How to complete this task:
If a line holds the word "Request", copy it from the entries.

Stored items:
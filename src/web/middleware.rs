use axum::{extract::Request, middleware::Next, response::Response};
use std::time::Instant;

/// 请求日志中间件
pub async fn request_logging(req: Request, next: Next) -> Response {
    let method = req.method().clone();
    let uri = req.uri().clone();
    let user_agent = req
        .headers()
        .get("user-agent")
        .and_then(|v| v.to_str().ok())
        .unwrap_or("unknown")
        .to_string();

    let start_time = Instant::now();

    tracing::debug!(
        "Request started: {} {} - User-Agent: {}",
        method,
        uri,
        user_agent
    );

    let response = next.run(req).await;

    tracing::info!(
        "Request completed: {} {} - {} - {}ms",
        method,
        uri,
        response.status(),
        start_time.elapsed().as_millis()
    );

    response
}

Reply to the exercise:
use axum::{extract::Request, middleware::Next, response::Response};
pub async fn request_logging(req: Request, next: Next) -> Response {
        "Request started: {} {} - User-Agent: {}",
        "Request completed: {} {} - {} - {}ms",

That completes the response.